CEOの年俸


     かの孫正義が、後継者のアローラ氏に165億円支払った。
    そんなニュースが流れていましたね。
     なんだか、こういうニュースって、私はすご~くいやな気分になります。日産のカルロスゴーンの年俸を聞いたときもそうだったけど。
     もし、なにかの運命で、(ありえないけど)私が日産のCEOに就任し、何十億の年俸をもらったとしたら、それを還元して、できるだけ、リストラせずに、みんなの生活が立ちゆくように考えると思うなあ・・・
     何十億もあれば、下請けの会社に、こぎることなく労働に見合った報酬を支払うこともできるし。

     ソフトバンクだって、私なんぞは、後継者一人に国家予算なみの金額を払うんじゃなくて、派遣さんを正社員として雇い、顧客に対しては、たくさんオペレーターをおいて、苦情対応やサービスに対応するための予算を組む。そっちの方が、どれだけ、人様の役にたつか、って思っちゃいます。
     なんたって、以前、身に覚えのない支払請求がヤフーから毎月送られて来たことがあって、電話しても、誰にもつながらず、ひたすら、機械のメッセージ案内だけで、困ったことがありました。結局、今までは、ただのサービスになっていたのが、いきなり課金サービスに変わったということらしく、友達に教えてもらって、ネットの設定をかえて事なきを得ました。
    まあ、何というか、自分でネットで調べて、勝手にやれ・・・と、言われたみたいで、いやな気持ちを味わいました。

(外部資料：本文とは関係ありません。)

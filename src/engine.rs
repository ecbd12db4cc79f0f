//! Temporal simulation engine.
//!
//! Runs one decision against one portfolio: price paths are simulated once
//! and valued twice (baseline and scenario), so every difference between the
//! two sides comes from the decision and not from sampling noise.

use std::sync::Arc;

use rand::rngs::StdRng;
use rand::{Rng, SeedableRng};
use rayon::prelude::*;
use serde::{Deserialize, Serialize};
use tracing::{debug, info, info_span};

use crate::analysis::approximation::{FastApproximator, APPROXIMATION_CONFIDENCE};
use crate::analysis::comparator::Comparator;
use crate::analysis::scorer::{ScoreContext, Scorer};
use crate::core::config::EngineConfig;
use crate::core::error::{CounterfactError, Result};
use crate::core::types::{
    DecisionComparison, DecisionScore, LeverageInfo, PortfolioState, StructuredDecision,
};
use crate::core::universe::{AssetUniverse, StaticUniverse};
use crate::execution::executor::{DecisionExecutor, ExecutionPlan};
use crate::market::correlation::{resolve_factor, CorrelationSource};
use crate::market::paths::{AssetDynamics, PricePathGenerator};
use crate::market::shocks::{portfolio_shock_ratio, MarketShockInjector};
use crate::portfolio::valuator::{PathEnsemble, PortfolioValuator, ValuationInput};

/// Confidence of a full simulation with empirical correlations.
pub const FULL_CONFIDENCE: f64 = 0.9;
/// Confidence deducted for each degraded input.
pub const CONFIDENCE_PENALTY: f64 = 0.1;

/// Everything a caller gets back from one run.
#[derive(Debug, Clone, PartialEq, Serialize, Deserialize)]
pub struct SimulationOutcome {
    /// Baseline vs. scenario statistics.
    pub comparison: DecisionComparison,
    /// Bounded score, verdict and explanations.
    pub score: DecisionScore,
    /// Leverage carried by the post-decision weights.
    pub leverage: LeverageInfo,
    /// Step at which the scenario switches to post-decision weights.
    pub execution_step: usize,
    /// Seed that reproduces this run; `None` for approximations.
    pub seed: Option<u64>,
    /// Per-path series, kept when `EngineConfig::keep_paths` is set.
    pub paths: Option<PathEnsemble>,
}

/// One entry of a batch run.
#[derive(Debug, Clone, PartialEq, Serialize, Deserialize)]
pub struct SimulationRequest {
    pub decision: StructuredDecision,
    pub portfolio: PortfolioState,
}

/// Decision simulation engine.
///
/// Collaborators are injected at construction; the engine holds no
/// mutable state, so one instance can serve concurrent runs.
#[derive(Clone)]
pub struct TemporalEngine {
    config: EngineConfig,
    universe: Arc<dyn AssetUniverse>,
    correlation: Option<Arc<dyn CorrelationSource>>,
}

impl Default for TemporalEngine {
    fn default() -> Self {
        Self::new(EngineConfig::default())
    }
}

impl TemporalEngine {
    /// Create an engine with the built-in asset table and no correlation source.
    pub fn new(config: EngineConfig) -> Self {
        Self {
            config,
            universe: Arc::new(StaticUniverse::default()),
            correlation: None,
        }
    }

    /// Create an engine after validating `config`.
    pub fn try_new(config: EngineConfig) -> Result<Self> {
        config.validate()?;
        Ok(Self::new(config))
    }

    /// Use a different asset universe.
    pub fn with_universe(mut self, universe: Arc<dyn AssetUniverse>) -> Self {
        self.universe = universe;
        self
    }

    /// Use an empirical correlation source.
    pub fn with_correlation_source(mut self, source: Arc<dyn CorrelationSource>) -> Self {
        self.correlation = Some(source);
        self
    }

    /// Engine configuration.
    pub fn config(&self) -> &EngineConfig {
        &self.config
    }

    /// Simulate `decision` against `portfolio`.
    ///
    /// Uses the configured seed, or a fresh one that is recorded in the
    /// outcome.
    pub fn simulate(
        &self,
        decision: &StructuredDecision,
        portfolio: &PortfolioState,
    ) -> Result<SimulationOutcome> {
        let seed = self.config.seed.unwrap_or_else(|| rand::rng().random());
        self.simulate_with_seed(decision, portfolio, seed)
    }

    /// Simulate with an explicit seed.
    ///
    /// # Arguments
    /// * `decision` - Structured decision to evaluate
    /// * `portfolio` - Holdings before the decision
    /// * `seed` - Seed of the run's only random generator
    ///
    /// # Returns
    /// Comparison, score and leverage; identical inputs and seed give
    /// identical outcomes.
    pub fn simulate_with_seed(
        &self,
        decision: &StructuredDecision,
        portfolio: &PortfolioState,
        seed: u64,
    ) -> Result<SimulationOutcome> {
        self.config.validate()?;
        let cfg = &self.config;
        let plan = self.plan(decision, portfolio)?;
        if cfg.n_paths == 0 || cfg.horizon_days == 0 {
            return Err(CounterfactError::empty_data(
                "simulation (zero paths or zero horizon)",
            ));
        }

        let span = info_span!(
            "simulate",
            seed,
            paths = cfg.n_paths,
            steps = cfg.horizon_days,
            assets = plan.tickers.len()
        );
        let _guard = span.enter();

        let factor = resolve_factor(
            self.correlation.as_deref(),
            &plan.tickers,
            cfg.base_correlation,
        );
        let correlation_fallback = factor.is_fallback() && plan.tickers.len() > 1;

        let dynamics: Vec<AssetDynamics> = plan
            .tickers
            .iter()
            .map(|t| AssetDynamics::from_profile(&self.universe.profile(t), cfg.risk_free_rate))
            .collect();
        let generator = PricePathGenerator::new(dynamics, factor, cfg.jump, cfg.dt())?;

        let mut rng = StdRng::seed_from_u64(seed);
        let initial_prices = vec![cfg.initial_price; plan.tickers.len()];
        let tensor = generator.generate(
            &mut rng,
            &plan.tickers,
            &initial_prices,
            cfg.n_paths,
            cfg.horizon_days,
        )?;

        let shock_ratio = self.shock_ratio(decision, &plan);
        let ensemble = PortfolioValuator::new(cfg.trading_days_per_year)
            .value(&tensor, &ValuationInput::from_plan(&plan, shock_ratio))?;
        let comparison = Comparator::new(cfg).compare(&ensemble)?;

        let mut confidence = FULL_CONFIDENCE;
        if correlation_fallback {
            confidence -= CONFIDENCE_PENALTY;
        }
        if cfg.n_paths < cfg.min_paths_for_full_confidence {
            confidence -= CONFIDENCE_PENALTY;
        }
        let ctx = self.score_context(decision, &plan, correlation_fallback, false, confidence);
        let score = Scorer::new(cfg.scoring).score(&comparison, &ctx);

        info!(
            delta_return_pct = comparison.delta_return_pct,
            composite = score.composite,
            verdict = score.verdict.as_str(),
            "simulation complete"
        );

        Ok(SimulationOutcome {
            comparison,
            score,
            leverage: plan.leverage,
            execution_step: plan.execution_step,
            seed: Some(seed),
            paths: cfg.keep_paths.then_some(ensemble),
        })
    }

    /// Closed-form estimate of the same comparison, without simulation.
    pub fn approximate(
        &self,
        decision: &StructuredDecision,
        portfolio: &PortfolioState,
    ) -> Result<SimulationOutcome> {
        self.config.validate()?;
        let cfg = &self.config;
        let plan = self.plan(decision, portfolio)?;
        if cfg.horizon_days == 0 {
            return Err(CounterfactError::empty_data("approximation (zero horizon)"));
        }

        let shock_ratio = self.shock_ratio(decision, &plan);
        let comparison =
            FastApproximator::new(self.universe.as_ref(), cfg).compare(&plan, shock_ratio);
        let ctx = self.score_context(decision, &plan, false, true, APPROXIMATION_CONFIDENCE);
        let score = Scorer::new(cfg.scoring).score(&comparison, &ctx);

        debug!(composite = score.composite, "approximation complete");

        Ok(SimulationOutcome {
            comparison,
            score,
            leverage: plan.leverage,
            execution_step: plan.execution_step,
            seed: None,
            paths: None,
        })
    }

    /// Simulate independent requests in parallel.
    ///
    /// Request `i` runs with seed `base + i`, where `base` is the configured
    /// seed or a fresh one. Each request owns its generator, so results match
    /// sequential [`simulate_with_seed`](Self::simulate_with_seed) calls.
    pub fn simulate_batch(&self, requests: &[SimulationRequest]) -> Vec<Result<SimulationOutcome>> {
        let base = self.config.seed.unwrap_or_else(|| rand::rng().random());
        requests
            .par_iter()
            .enumerate()
            .map(|(i, req)| {
                self.simulate_with_seed(&req.decision, &req.portfolio, base.wrapping_add(i as u64))
            })
            .collect()
    }

    fn plan(
        &self,
        decision: &StructuredDecision,
        portfolio: &PortfolioState,
    ) -> Result<ExecutionPlan> {
        let plan = DecisionExecutor::new(self.universe.as_ref(), &self.config)
            .execute(decision, portfolio);
        if plan.tickers.is_empty() {
            return Err(CounterfactError::empty_data(
                "simulation (no tickers in portfolio or decision)",
            ));
        }
        Ok(plan)
    }

    /// Value ratio the shocks impose on the scenario at t = 0.
    ///
    /// Uses the weights the scenario actually holds at t = 0.
    fn shock_ratio(&self, decision: &StructuredDecision, plan: &ExecutionPlan) -> f64 {
        if decision.shocks.is_empty() {
            return 1.0;
        }
        let multipliers = MarketShockInjector::new(self.universe.as_ref())
            .multipliers(&decision.shocks, &plan.tickers);
        let weights = if plan.execution_step == 0 {
            &plan.post_weights
        } else {
            &plan.pre_weights
        };
        let ratio = portfolio_shock_ratio(weights, &multipliers);
        debug!(shocks = decision.shocks.len(), ratio, "shocks applied");
        ratio
    }

    fn score_context(
        &self,
        decision: &StructuredDecision,
        plan: &ExecutionPlan,
        correlation_fallback: bool,
        approximation: bool,
        confidence: f64,
    ) -> ScoreContext {
        ScoreContext {
            has_short: decision.has_short(),
            execution_delay_days: plan.execution_step,
            horizon_days: self.config.horizon_days,
            leverage: plan.leverage,
            annual_margin_rate: self.config.risk_free_rate + self.config.margin_spread,
            correlation_fallback,
            approximation,
            notes: plan.notes.clone(),
            confidence,
        }
    }
}

#[cfg(test)]
mod tests {
    use super::*;
    use crate::core::types::{ActionDirection, InstrumentAction, MarketShock, Sector};

    fn small_engine() -> TemporalEngine {
        TemporalEngine::new(EngineConfig::default().with_paths(200, 10).with_seed(7))
    }

    fn portfolio() -> PortfolioState {
        PortfolioState::new(100_000.0, [("SPY", 0.6), ("AGG", 0.4)])
    }

    #[test]
    fn test_same_seed_same_outcome() {
        let engine = small_engine();
        let decision = StructuredDecision::trade(vec![InstrumentAction::percent(
            "SPY",
            ActionDirection::Sell,
            10.0,
        )]);
        let a = engine.simulate(&decision, &portfolio()).unwrap();
        let b = engine.simulate(&decision, &portfolio()).unwrap();
        assert_eq!(a, b);
        assert_eq!(a.seed, Some(7));
    }

    #[test]
    fn test_fresh_seed_is_recorded() {
        let engine = TemporalEngine::new(EngineConfig::default().with_paths(50, 5));
        let decision = StructuredDecision::trade(vec![]);
        let outcome = engine.simulate(&decision, &portfolio()).unwrap();
        let seed = outcome.seed.unwrap();
        let replay = engine.simulate_with_seed(&decision, &portfolio(), seed).unwrap();
        assert_eq!(outcome.comparison, replay.comparison);
    }

    #[test]
    fn test_empty_inputs_rejected() {
        let engine = small_engine();
        let empty = PortfolioState::new(1.0, Vec::<(String, f64)>::new());
        let result = engine.simulate(&StructuredDecision::trade(vec![]), &empty);
        assert!(matches!(result, Err(CounterfactError::EmptyData { .. })));

        let zero_paths = TemporalEngine::new(EngineConfig::default().with_paths(0, 10));
        let result = zero_paths.simulate(&StructuredDecision::trade(vec![]), &portfolio());
        assert!(matches!(result, Err(CounterfactError::EmptyData { .. })));
    }

    #[test]
    fn test_invalid_config_rejected() {
        let mut config = EngineConfig::default();
        config.base_correlation = 1.5;
        assert!(TemporalEngine::try_new(config.clone()).is_err());
        let result = TemporalEngine::new(config)
            .simulate(&StructuredDecision::trade(vec![]), &portfolio());
        assert!(matches!(result, Err(CounterfactError::InvalidConfig { .. })));
    }

    #[test]
    fn test_keep_paths() {
        let mut config = EngineConfig::default().with_paths(30, 5).with_seed(1);
        config.keep_paths = true;
        let outcome = TemporalEngine::new(config)
            .simulate(&StructuredDecision::trade(vec![]), &portfolio())
            .unwrap();
        let paths = outcome.paths.unwrap();
        assert_eq!(paths.len(), 30);
        assert_eq!(paths.baseline[0].values().len(), 5);
    }

    #[test]
    fn test_negative_shock_lowers_scenario() {
        let engine = small_engine();
        let decision = StructuredDecision::trade(vec![])
            .with_shock(MarketShock::sector(Sector::BroadMarket, -0.10));
        let outcome = engine.simulate(&decision, &portfolio()).unwrap();
        assert!(outcome.comparison.delta_return_pct < 0.0);
    }

    #[test]
    fn test_confidence_penalties() {
        let engine = small_engine();
        let outcome = engine
            .simulate(&StructuredDecision::trade(vec![]), &portfolio())
            .unwrap();
        // Flat correlation fallback and fewer than 500 paths.
        assert!((outcome.score.confidence - 0.7).abs() < 1e-12);

        let approx = engine
            .approximate(&StructuredDecision::trade(vec![]), &portfolio())
            .unwrap();
        assert_eq!(approx.score.confidence, APPROXIMATION_CONFIDENCE);
        assert!(approx.score.warnings[0].starts_with("Approximation"));
        assert_eq!(approx.seed, None);
    }

    #[test]
    fn test_batch_matches_sequential() {
        let engine = small_engine();
        let requests = vec![
            SimulationRequest {
                decision: StructuredDecision::trade(vec![InstrumentAction::percent(
                    "AGG",
                    ActionDirection::Buy,
                    5.0,
                )]),
                portfolio: portfolio(),
            },
            SimulationRequest {
                decision: StructuredDecision::rebalance(vec![InstrumentAction::percent(
                    "SPY",
                    ActionDirection::Sell,
                    20.0,
                )]),
                portfolio: portfolio(),
            },
        ];
        let batch = engine.simulate_batch(&requests);
        for (i, (result, req)) in batch.into_iter().zip(&requests).enumerate() {
            let sequential = engine
                .simulate_with_seed(&req.decision, &req.portfolio, 7 + i as u64)
                .unwrap();
            assert_eq!(result.unwrap(), sequential);
        }
    }
}
//! Static per-asset parameters used by the simulation.

use std::collections::HashMap;

use serde::{Deserialize, Serialize};

use crate::core::types::Sector;

/// Per-asset simulation parameters.
#[derive(Debug, Clone, Copy, PartialEq, Serialize, Deserialize)]
pub struct AssetProfile {
    /// Annualized volatility.
    pub volatility: f64,
    /// Sharpe ratio used to derive the real-world drift.
    pub sharpe_ratio: f64,
    /// Sector used by the shock heuristics.
    pub sector: Sector,
    /// Last known price, needed to size share-count actions.
    pub reference_price: Option<f64>,
}

impl AssetProfile {
    /// Create a profile without a reference price.
    pub const fn new(volatility: f64, sharpe_ratio: f64, sector: Sector) -> Self {
        Self {
            volatility,
            sharpe_ratio,
            sector,
            reference_price: None,
        }
    }

    /// Annual real-world drift: `r_f + sharpe * sigma`.
    #[inline]
    pub fn drift(&self, risk_free_rate: f64) -> f64 {
        risk_free_rate + self.sharpe_ratio * self.volatility
    }
}

/// Lookup of asset parameters, injected into the engine.
pub trait AssetUniverse: Send + Sync {
    /// Parameters for `symbol`; unknown symbols get a default profile.
    fn profile(&self, symbol: &str) -> AssetProfile;

    /// Reference price for `symbol`, if known.
    fn reference_price(&self, symbol: &str) -> Option<f64> {
        self.profile(symbol).reference_price
    }
}

/// Profile applied to tickers missing from the table.
pub const DEFAULT_PROFILE: AssetProfile = AssetProfile::new(0.30, 0.30, Sector::Unknown);

const BUILTIN: &[(&str, f64, f64, Sector)] = &[
    ("SPY", 0.16, 0.45, Sector::BroadMarket),
    ("VTI", 0.17, 0.45, Sector::BroadMarket),
    ("QQQ", 0.22, 0.50, Sector::Technology),
    ("IWM", 0.22, 0.30, Sector::BroadMarket),
    ("AGG", 0.05, 0.30, Sector::Bonds),
    ("BND", 0.05, 0.30, Sector::Bonds),
    ("TLT", 0.15, 0.20, Sector::Bonds),
    ("GLD", 0.15, 0.20, Sector::Commodities),
    ("USO", 0.35, 0.10, Sector::Energy),
    ("XLE", 0.28, 0.30, Sector::Energy),
    ("XLF", 0.22, 0.35, Sector::Financials),
    ("XLU", 0.17, 0.30, Sector::Utilities),
    ("XLV", 0.16, 0.40, Sector::Healthcare),
    ("VNQ", 0.21, 0.25, Sector::RealEstate),
    ("AAPL", 0.28, 0.50, Sector::Technology),
    ("MSFT", 0.26, 0.55, Sector::Technology),
    ("NVDA", 0.50, 0.60, Sector::Technology),
    ("GOOGL", 0.30, 0.45, Sector::Technology),
    ("META", 0.38, 0.45, Sector::Technology),
    ("AMZN", 0.32, 0.45, Sector::ConsumerDiscretionary),
    ("TSLA", 0.60, 0.35, Sector::ConsumerDiscretionary),
    ("JPM", 0.25, 0.40, Sector::Financials),
    ("XOM", 0.28, 0.30, Sector::Energy),
    ("JNJ", 0.17, 0.35, Sector::Healthcare),
    ("PG", 0.16, 0.35, Sector::ConsumerStaples),
    ("CAT", 0.28, 0.35, Sector::Industrials),
    ("NEE", 0.22, 0.30, Sector::Utilities),
    ("BTC-USD", 0.65, 0.40, Sector::Crypto),
    ("ETH-USD", 0.80, 0.35, Sector::Crypto),
];

/// Table-backed universe with a default fallback.
#[derive(Debug, Clone)]
pub struct StaticUniverse {
    entries: HashMap<String, AssetProfile>,
    fallback: AssetProfile,
}

impl Default for StaticUniverse {
    fn default() -> Self {
        let entries = BUILTIN
            .iter()
            .map(|&(sym, vol, sharpe, sector)| {
                (sym.to_string(), AssetProfile::new(vol, sharpe, sector))
            })
            .collect();
        Self {
            entries,
            fallback: DEFAULT_PROFILE,
        }
    }
}

impl StaticUniverse {
    /// Add or replace an asset.
    pub fn with_asset(mut self, symbol: impl Into<String>, profile: AssetProfile) -> Self {
        self.entries.insert(symbol.into(), profile);
        self
    }

    /// Set the reference price of an asset, creating it from the fallback if needed.
    pub fn with_price(mut self, symbol: impl Into<String>, price: f64) -> Self {
        let fallback = self.fallback;
        self.entries
            .entry(symbol.into())
            .or_insert(fallback)
            .reference_price = Some(price);
        self
    }
}

impl AssetUniverse for StaticUniverse {
    fn profile(&self, symbol: &str) -> AssetProfile {
        self.entries.get(symbol).copied().unwrap_or(self.fallback)
    }
}
//! One simulated portfolio value trajectory.

use serde::{Deserialize, Serialize};

use crate::metrics::drawdown::max_drawdown_from;
use crate::metrics::stats::annualized_volatility;

/// A single Monte Carlo draw of portfolio value.
///
/// `values[t]` is the value after step `t`'s return, relative to a starting
/// value of 1 (times the shock ratio). Drawdown is measured from that starting
/// value. The derived fields are computed once at construction.
#[derive(Debug, Clone, PartialEq, Serialize, Deserialize)]
pub struct SimulationPath {
    values: Vec<f64>,
    terminal_return: f64,
    volatility: f64,
    max_drawdown: f64,
}

impl SimulationPath {
    /// Build a path from per-step returns.
    ///
    /// # Arguments
    /// * `returns` - Per-step portfolio returns in time order
    /// * `scale` - One-off multiplier applied to every value (macro shock ratio)
    /// * `periods_per_year` - Steps per year, for annualizing volatility
    pub fn from_returns(returns: &[f64], scale: f64, periods_per_year: f64) -> Self {
        let mut level = 1.0;
        let values: Vec<f64> = returns
            .iter()
            .map(|r| {
                level *= 1.0 + r;
                level * scale
            })
            .collect();
        let terminal_return = values.last().map_or(scale - 1.0, |v| v - 1.0);
        Self {
            terminal_return,
            volatility: annualized_volatility(returns, periods_per_year),
            max_drawdown: max_drawdown_from(scale, &values),
            values,
        }
    }

    /// Value trajectory.
    pub fn values(&self) -> &[f64] {
        &self.values
    }

    /// Terminal value minus one.
    #[inline]
    pub fn terminal_return(&self) -> f64 {
        self.terminal_return
    }

    /// Annualized realized volatility.
    #[inline]
    pub fn volatility(&self) -> f64 {
        self.volatility
    }

    /// Maximum drawdown as a non-positive fraction.
    #[inline]
    pub fn max_drawdown(&self) -> f64 {
        self.max_drawdown
    }
}

#[cfg(test)]
mod tests {
    use super::*;

    #[test]
    fn test_from_returns() {
        let path = SimulationPath::from_returns(&[0.1, -0.2, 0.05], 1.0, 252.0);
        let expected = [1.1, 0.88, 0.924];
        for (v, e) in path.values().iter().zip(expected) {
            assert!((v - e).abs() < 1e-12);
        }
        assert!((path.terminal_return() + 0.076).abs() < 1e-12);
        assert!((path.max_drawdown() + 0.2).abs() < 1e-12);
        assert!(path.volatility() > 0.0);
    }

    #[test]
    fn test_scale_shifts_terminal_only() {
        let plain = SimulationPath::from_returns(&[0.01, 0.02], 1.0, 252.0);
        let shocked = SimulationPath::from_returns(&[0.01, 0.02], 0.9, 252.0);
        let ratio = (1.0 + shocked.terminal_return()) / (1.0 + plain.terminal_return());
        assert!((ratio - 0.9).abs() < 1e-12);
        assert_eq!(plain.max_drawdown(), shocked.max_drawdown());
        assert_eq!(plain.volatility(), shocked.volatility());
    }

    #[test]
    fn test_first_step_loss_counts_as_drawdown() {
        let one_step = SimulationPath::from_returns(&[-0.10], 1.0, 252.0);
        assert!((one_step.max_drawdown() + 0.10).abs() < 1e-12);

        let declining = SimulationPath::from_returns(&[-0.10, -0.05], 1.0, 252.0);
        assert!((declining.terminal_return() + 0.145).abs() < 1e-12);
        assert!((declining.max_drawdown() + 0.145).abs() < 1e-12);
    }

    #[test]
    fn test_drawdown_measured_from_shocked_start() {
        let path = SimulationPath::from_returns(&[-0.10], 0.8, 252.0);
        assert!((path.max_drawdown() + 0.10).abs() < 1e-12);
    }
}
//! Correlation sources and Cholesky factorization with fallbacks.
//!
//! An empirical matrix is preferred. When it cannot be fetched, fails
//! validation, or is not positive-definite, a flat matrix (unit diagonal,
//! constant off-diagonal) is used instead; if even that cannot be factored
//! the assets are simulated independently. None of these cases abort a run.

use nalgebra::DMatrix;
use serde::{Deserialize, Serialize};
use tracing::{debug, warn};

use crate::core::error::{CounterfactError, Result};

/// Best-effort provider of historical correlation matrices.
pub trait CorrelationSource: Send + Sync {
    /// Correlation matrix for `tickers`, rows and columns in the same order.
    fn correlation_matrix(&self, tickers: &[String]) -> Result<Vec<Vec<f64>>>;
}

/// Source backed by a precomputed matrix over a fixed ticker list.
#[derive(Debug, Clone)]
pub struct FixedCorrelation {
    tickers: Vec<String>,
    matrix: Vec<Vec<f64>>,
}

impl FixedCorrelation {
    /// Create a source for `tickers` with the given matrix.
    pub fn new(tickers: Vec<String>, matrix: Vec<Vec<f64>>) -> Self {
        Self { tickers, matrix }
    }
}

impl CorrelationSource for FixedCorrelation {
    fn correlation_matrix(&self, tickers: &[String]) -> Result<Vec<Vec<f64>>> {
        let index: Vec<usize> = tickers
            .iter()
            .map(|t| {
                self.tickers.iter().position(|k| k == t).ok_or_else(|| {
                    CounterfactError::data_unavailable(format!("no correlation history for {t}"))
                })
            })
            .collect::<Result<_>>()?;
        index
            .iter()
            .map(|&i| {
                index
                    .iter()
                    .map(|&j| {
                        self.matrix.get(i).and_then(|row| row.get(j)).copied().ok_or_else(|| {
                            CounterfactError::data_unavailable(format!(
                                "correlation matrix has no entry ({i}, {j})"
                            ))
                        })
                    })
                    .collect::<Result<Vec<f64>>>()
            })
            .collect()
    }
}

/// Source that never has data; forces the flat fallback.
#[derive(Debug, Clone, Copy, Default)]
pub struct NoCorrelationHistory;

impl CorrelationSource for NoCorrelationHistory {
    fn correlation_matrix(&self, _tickers: &[String]) -> Result<Vec<Vec<f64>>> {
        Err(CounterfactError::data_unavailable(
            "historical correlation service not configured",
        ))
    }
}

/// Which matrix the factor was built from.
#[derive(Debug, Clone, Copy, PartialEq, Eq, Serialize, Deserialize)]
#[serde(rename_all = "snake_case")]
pub enum CorrelationOrigin {
    Empirical,
    FlatFallback,
    Identity,
}

/// Lower-triangular Cholesky factor plus its provenance.
#[derive(Debug, Clone)]
pub struct CorrelationFactor {
    /// `L` with `L * L^T = C`.
    pub lower: DMatrix<f64>,
    /// Matrix the factor came from.
    pub origin: CorrelationOrigin,
}

impl CorrelationFactor {
    /// Whether a fallback replaced the empirical matrix.
    pub fn is_fallback(&self) -> bool {
        self.origin != CorrelationOrigin::Empirical
    }

    /// Apply the factor to independent normals: `out = L * z`.
    #[inline]
    pub fn correlate(&self, indep: &[f64], out: &mut [f64]) {
        let n = self.lower.nrows();
        for i in 0..n {
            let mut sum = 0.0;
            for (j, z) in indep.iter().enumerate().take(i + 1) {
                sum += self.lower[(i, j)] * z;
            }
            out[i] = sum;
        }
    }
}

/// Flat correlation matrix: unit diagonal, `rho` elsewhere.
pub fn flat_correlation(n: usize, rho: f64) -> DMatrix<f64> {
    DMatrix::from_fn(n, n, |i, j| if i == j { 1.0 } else { rho })
}

/// Check shape, symmetry, unit diagonal and range of a correlation matrix.
pub fn validate_correlation(matrix: &[Vec<f64>], n: usize) -> Result<DMatrix<f64>> {
    if matrix.len() != n {
        return Err(CounterfactError::length_mismatch(n, matrix.len()));
    }
    if let Some(row) = matrix.iter().find(|row| row.len() != n) {
        return Err(CounterfactError::length_mismatch(n, row.len()));
    }
    let m = DMatrix::from_fn(n, n, |i, j| matrix[i][j]);
    for i in 0..n {
        if (m[(i, i)] - 1.0).abs() > 1e-8 {
            return Err(CounterfactError::invalid_parameter(format!(
                "correlation diagonal entry {i} is {}",
                m[(i, i)]
            )));
        }
        for j in 0..i {
            let v = m[(i, j)];
            if !v.is_finite() || v.abs() > 1.0 || (v - m[(j, i)]).abs() > 1e-8 {
                return Err(CounterfactError::invalid_parameter(format!(
                    "correlation entry ({i}, {j}) is invalid"
                )));
            }
        }
    }
    Ok(m)
}

/// Strict Cholesky factorization.
pub fn cholesky_lower(matrix: DMatrix<f64>) -> Result<DMatrix<f64>> {
    matrix
        .cholesky()
        .map(|c| c.l())
        .ok_or_else(|| CounterfactError::numerical_instability("cholesky factorization"))
}

/// Build a correlation factor for `tickers`, falling back as needed.
pub fn resolve_factor(
    source: Option<&dyn CorrelationSource>,
    tickers: &[String],
    base_correlation: f64,
) -> CorrelationFactor {
    let n = tickers.len();

    if let Some(source) = source {
        let empirical = source
            .correlation_matrix(tickers)
            .and_then(|m| validate_correlation(&m, n))
            .and_then(cholesky_lower);
        match empirical {
            Ok(lower) => {
                debug!(assets = n, "using empirical correlation");
                return CorrelationFactor {
                    lower,
                    origin: CorrelationOrigin::Empirical,
                };
            }
            Err(err) => warn!(error = %err, "empirical correlation rejected, using flat fallback"),
        }
    }

    match cholesky_lower(flat_correlation(n, base_correlation)) {
        Ok(lower) => CorrelationFactor {
            lower,
            origin: CorrelationOrigin::FlatFallback,
        },
        Err(err) => {
            warn!(
                error = %err,
                rho = base_correlation,
                "flat correlation not positive-definite, assets independent"
            );
            CorrelationFactor {
                lower: DMatrix::identity(n, n),
                origin: CorrelationOrigin::Identity,
            }
        }
    }
}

     私が若い頃に、”今からは、日本もアメリカみたいな社会になっていくんだろうね。”とよく母が言ってました。それは、どうも、アメリカの良い面を言ってるのではなく、悪い側面を言ってるようなニュアンスだったので、ふ~ん、そうかな~と、何気に聞いていました。今更ながら、こういうことだったのかしら、なんて、最近よく思います。なんせ、アメリカは、数パーセントの大金持ちが、国家の富の大半を所有する国だそうです。

     そして、人生の成功は、いかに、他人から搾取する側に回るか。現代の成功者達の多くが、後輩に伝えます。言い方の問題で、少なくとも、私にはそう聞こえます
     孫正義氏の記事を検索すれば、彼が、いかに何にでも、一番をとることにこだわり、ずっと勝ち続けたというようなことが書いてありました。一番イコール成功。多くの富イコール成功・・・へ~・・・と言うしかない、さち先生です。(なんせ、一番なんて、あんまりなったことないもんね~・・・)

     その成功の哲学を、若い人にレクチャーしてる様子を見て、気持ち悪いと感じるのは私だけでしょうか。
     
    その昔、人間の社会は奴隷がいて、王様がいる。そんな社会が普通で、みんながもっと平等になるようにと、革命をおこし、闘争してきた歴史の連続だと、学校で習った気がしたのだけど、民主主義と呼ばれる、昔よりは、少しはましな社会ができたと思っていたら、新たなる奴隷制度に逆戻りのような、なんだか変な社会になってきたな、と、最近私は気持ち悪くてしかたないです。

     一人が、何十億ももらう会社、しかも、創業者でもないのに・・・こういうのが、普通になってくると、必ず、一部の人が国の法律までも、権力とお金を使い、自分に良いようにかえてしまって、まるで、人間の歴史を逆行するようなことが起きてくるんだろうな、と思います。彼らはきっとそのうち、不老不死とか言い始めるに違いない・・・

     我が子や、若い人には、本当の人生の成功とは何か、洗脳されることなく、自分の頭で考えて、捜して見つけ出してほしい、と思わずにいられない今日この頃です。